* _EXERCISE REQUIREMENTS_
Wherever the line with "not a 16-bit" sits in the listing below, transcribe from it up to and including the line with "quotes, as shell-style", exactly, and leave the remaining lines out.
********
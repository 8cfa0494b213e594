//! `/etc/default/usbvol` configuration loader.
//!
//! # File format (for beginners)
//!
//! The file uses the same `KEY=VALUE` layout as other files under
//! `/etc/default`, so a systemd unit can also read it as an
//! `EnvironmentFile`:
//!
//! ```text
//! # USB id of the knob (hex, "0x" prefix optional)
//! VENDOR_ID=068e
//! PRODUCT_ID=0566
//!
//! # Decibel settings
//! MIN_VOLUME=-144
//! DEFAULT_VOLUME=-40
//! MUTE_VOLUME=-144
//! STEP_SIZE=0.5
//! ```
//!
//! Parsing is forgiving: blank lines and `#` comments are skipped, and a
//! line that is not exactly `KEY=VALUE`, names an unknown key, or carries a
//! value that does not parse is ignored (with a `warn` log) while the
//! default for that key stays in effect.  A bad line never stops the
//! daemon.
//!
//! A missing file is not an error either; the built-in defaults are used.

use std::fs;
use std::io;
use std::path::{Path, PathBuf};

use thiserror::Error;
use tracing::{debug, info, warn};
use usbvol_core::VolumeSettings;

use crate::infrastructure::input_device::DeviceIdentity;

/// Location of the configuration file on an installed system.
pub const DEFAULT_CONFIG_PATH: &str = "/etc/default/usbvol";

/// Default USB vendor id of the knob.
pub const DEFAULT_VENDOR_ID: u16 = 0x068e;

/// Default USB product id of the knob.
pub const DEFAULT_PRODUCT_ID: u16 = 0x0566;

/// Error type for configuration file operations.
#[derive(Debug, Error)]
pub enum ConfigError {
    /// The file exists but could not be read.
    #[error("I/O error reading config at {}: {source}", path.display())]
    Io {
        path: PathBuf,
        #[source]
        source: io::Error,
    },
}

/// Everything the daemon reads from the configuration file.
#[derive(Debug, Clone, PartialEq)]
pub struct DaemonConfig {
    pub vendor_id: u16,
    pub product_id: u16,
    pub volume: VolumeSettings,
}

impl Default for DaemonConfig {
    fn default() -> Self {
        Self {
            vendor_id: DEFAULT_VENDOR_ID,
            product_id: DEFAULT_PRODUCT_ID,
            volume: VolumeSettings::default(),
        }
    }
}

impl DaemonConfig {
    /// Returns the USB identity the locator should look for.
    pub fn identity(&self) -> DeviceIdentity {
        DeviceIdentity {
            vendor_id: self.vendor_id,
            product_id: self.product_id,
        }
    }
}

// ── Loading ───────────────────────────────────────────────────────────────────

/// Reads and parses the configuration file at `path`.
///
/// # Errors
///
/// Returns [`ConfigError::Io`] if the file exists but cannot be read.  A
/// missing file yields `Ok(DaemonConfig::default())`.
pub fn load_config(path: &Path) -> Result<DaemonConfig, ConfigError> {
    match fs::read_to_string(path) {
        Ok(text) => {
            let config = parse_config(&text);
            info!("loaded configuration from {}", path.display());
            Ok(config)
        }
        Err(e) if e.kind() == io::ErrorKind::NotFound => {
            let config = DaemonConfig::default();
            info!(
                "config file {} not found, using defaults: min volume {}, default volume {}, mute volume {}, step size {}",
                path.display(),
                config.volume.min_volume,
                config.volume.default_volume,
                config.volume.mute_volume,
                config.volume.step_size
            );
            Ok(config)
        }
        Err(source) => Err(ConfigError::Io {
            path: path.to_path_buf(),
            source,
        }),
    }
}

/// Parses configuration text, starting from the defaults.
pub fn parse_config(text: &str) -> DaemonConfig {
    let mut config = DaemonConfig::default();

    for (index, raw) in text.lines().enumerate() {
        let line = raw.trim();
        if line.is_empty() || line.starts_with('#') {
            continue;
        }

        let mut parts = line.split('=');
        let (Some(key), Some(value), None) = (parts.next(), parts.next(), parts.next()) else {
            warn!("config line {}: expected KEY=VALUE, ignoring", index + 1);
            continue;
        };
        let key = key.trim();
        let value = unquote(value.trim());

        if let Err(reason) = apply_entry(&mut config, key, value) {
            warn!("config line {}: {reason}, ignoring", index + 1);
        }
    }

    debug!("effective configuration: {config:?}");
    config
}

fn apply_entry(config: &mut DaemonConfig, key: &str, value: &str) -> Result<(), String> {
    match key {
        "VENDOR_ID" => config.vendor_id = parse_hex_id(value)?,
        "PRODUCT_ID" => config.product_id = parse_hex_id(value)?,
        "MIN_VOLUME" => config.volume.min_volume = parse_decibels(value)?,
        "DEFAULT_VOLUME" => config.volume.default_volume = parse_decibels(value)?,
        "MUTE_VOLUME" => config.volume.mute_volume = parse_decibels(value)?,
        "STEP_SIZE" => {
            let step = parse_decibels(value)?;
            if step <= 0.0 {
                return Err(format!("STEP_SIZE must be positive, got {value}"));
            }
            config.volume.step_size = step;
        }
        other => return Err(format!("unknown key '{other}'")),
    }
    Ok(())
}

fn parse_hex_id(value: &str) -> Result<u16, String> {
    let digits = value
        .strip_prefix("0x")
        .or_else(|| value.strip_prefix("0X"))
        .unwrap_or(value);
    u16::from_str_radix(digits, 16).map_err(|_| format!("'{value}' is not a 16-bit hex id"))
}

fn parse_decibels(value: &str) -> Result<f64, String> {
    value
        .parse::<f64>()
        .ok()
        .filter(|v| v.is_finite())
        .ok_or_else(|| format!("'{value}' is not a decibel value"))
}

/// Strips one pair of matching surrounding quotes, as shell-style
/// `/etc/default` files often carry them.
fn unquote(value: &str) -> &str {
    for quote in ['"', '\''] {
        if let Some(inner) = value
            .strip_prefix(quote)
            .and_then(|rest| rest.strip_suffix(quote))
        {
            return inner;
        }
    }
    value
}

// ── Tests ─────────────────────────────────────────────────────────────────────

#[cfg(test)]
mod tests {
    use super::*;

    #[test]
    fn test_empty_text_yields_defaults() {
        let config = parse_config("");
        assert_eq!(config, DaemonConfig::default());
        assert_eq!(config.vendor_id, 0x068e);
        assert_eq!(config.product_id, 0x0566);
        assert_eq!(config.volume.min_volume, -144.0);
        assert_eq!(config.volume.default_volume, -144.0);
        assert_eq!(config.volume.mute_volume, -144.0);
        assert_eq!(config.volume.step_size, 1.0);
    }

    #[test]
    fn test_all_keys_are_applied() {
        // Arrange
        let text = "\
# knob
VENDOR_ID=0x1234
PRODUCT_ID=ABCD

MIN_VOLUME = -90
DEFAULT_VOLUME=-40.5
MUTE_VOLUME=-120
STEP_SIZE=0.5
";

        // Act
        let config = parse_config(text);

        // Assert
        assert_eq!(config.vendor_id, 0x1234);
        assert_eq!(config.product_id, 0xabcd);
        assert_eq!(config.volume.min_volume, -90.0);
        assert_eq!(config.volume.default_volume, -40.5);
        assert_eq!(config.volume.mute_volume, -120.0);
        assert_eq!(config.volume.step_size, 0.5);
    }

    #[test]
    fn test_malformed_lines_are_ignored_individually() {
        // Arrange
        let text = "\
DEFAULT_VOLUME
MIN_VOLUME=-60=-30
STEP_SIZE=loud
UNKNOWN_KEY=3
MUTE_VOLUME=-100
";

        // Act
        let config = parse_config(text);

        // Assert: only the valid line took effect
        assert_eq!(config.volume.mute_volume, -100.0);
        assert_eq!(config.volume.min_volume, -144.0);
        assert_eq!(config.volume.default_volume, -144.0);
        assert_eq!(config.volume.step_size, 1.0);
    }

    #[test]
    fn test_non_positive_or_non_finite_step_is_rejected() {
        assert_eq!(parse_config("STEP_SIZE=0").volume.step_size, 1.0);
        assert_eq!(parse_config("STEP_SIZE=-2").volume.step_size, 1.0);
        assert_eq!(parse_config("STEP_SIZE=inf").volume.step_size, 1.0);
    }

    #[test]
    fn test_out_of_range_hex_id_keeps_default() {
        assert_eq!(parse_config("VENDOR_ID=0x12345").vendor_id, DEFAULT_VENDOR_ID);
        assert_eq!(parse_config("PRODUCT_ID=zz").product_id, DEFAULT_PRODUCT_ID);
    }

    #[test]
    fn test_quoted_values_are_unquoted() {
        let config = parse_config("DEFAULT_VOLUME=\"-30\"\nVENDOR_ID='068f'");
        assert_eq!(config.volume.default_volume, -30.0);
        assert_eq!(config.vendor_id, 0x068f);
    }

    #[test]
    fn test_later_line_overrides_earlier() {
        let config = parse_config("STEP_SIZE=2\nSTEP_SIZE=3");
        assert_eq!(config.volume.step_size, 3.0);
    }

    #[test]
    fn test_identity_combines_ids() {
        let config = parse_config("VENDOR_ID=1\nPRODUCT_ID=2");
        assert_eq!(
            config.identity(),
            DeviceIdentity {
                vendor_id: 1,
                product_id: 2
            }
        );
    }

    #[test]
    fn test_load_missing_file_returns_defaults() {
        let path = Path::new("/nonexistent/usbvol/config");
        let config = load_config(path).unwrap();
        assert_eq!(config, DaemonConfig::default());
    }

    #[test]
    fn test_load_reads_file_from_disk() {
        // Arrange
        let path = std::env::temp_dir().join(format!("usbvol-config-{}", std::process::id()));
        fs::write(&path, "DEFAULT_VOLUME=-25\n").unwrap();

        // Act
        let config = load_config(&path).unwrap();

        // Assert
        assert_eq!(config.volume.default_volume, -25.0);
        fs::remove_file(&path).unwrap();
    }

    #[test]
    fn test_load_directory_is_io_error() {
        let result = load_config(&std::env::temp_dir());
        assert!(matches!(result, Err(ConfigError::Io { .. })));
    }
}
********
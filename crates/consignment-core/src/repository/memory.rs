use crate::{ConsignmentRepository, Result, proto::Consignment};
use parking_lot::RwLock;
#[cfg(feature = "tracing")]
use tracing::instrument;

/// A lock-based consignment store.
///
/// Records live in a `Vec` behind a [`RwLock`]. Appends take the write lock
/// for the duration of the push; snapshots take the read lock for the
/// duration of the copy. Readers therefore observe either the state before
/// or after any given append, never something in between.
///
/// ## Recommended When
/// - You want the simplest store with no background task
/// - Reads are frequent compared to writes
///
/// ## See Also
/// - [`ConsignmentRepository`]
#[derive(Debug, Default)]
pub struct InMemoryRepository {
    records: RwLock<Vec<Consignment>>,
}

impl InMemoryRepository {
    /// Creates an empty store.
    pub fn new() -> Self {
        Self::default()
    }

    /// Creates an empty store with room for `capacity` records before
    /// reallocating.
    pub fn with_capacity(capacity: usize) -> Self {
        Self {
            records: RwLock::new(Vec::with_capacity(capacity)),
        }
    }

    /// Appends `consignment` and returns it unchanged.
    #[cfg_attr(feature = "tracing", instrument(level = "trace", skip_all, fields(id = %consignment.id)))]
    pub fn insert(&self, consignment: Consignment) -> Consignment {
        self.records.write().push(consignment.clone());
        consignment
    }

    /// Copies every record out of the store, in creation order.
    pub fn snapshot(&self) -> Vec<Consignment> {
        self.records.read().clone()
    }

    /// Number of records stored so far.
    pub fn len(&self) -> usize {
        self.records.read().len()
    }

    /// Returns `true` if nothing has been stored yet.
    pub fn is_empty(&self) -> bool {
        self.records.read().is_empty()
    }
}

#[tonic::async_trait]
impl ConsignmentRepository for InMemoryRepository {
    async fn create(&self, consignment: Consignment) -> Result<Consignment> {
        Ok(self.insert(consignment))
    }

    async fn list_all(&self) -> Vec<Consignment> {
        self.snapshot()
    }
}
********
* _REPLY TO THE EXERCISE_
    u16::from_str_radix(digits, 16).map_err(|_| format!("'{value}' is not a 16-bit hex id"))
}

fn parse_decibels(value: &str) -> Result<f64, String> {
    value
        .parse::<f64>()
        .ok()
        .filter(|v| v.is_finite())
        .ok_or_else(|| format!("'{value}' is not a decibel value"))
}

/// Strips one pair of matching surrounding quotes, as shell-style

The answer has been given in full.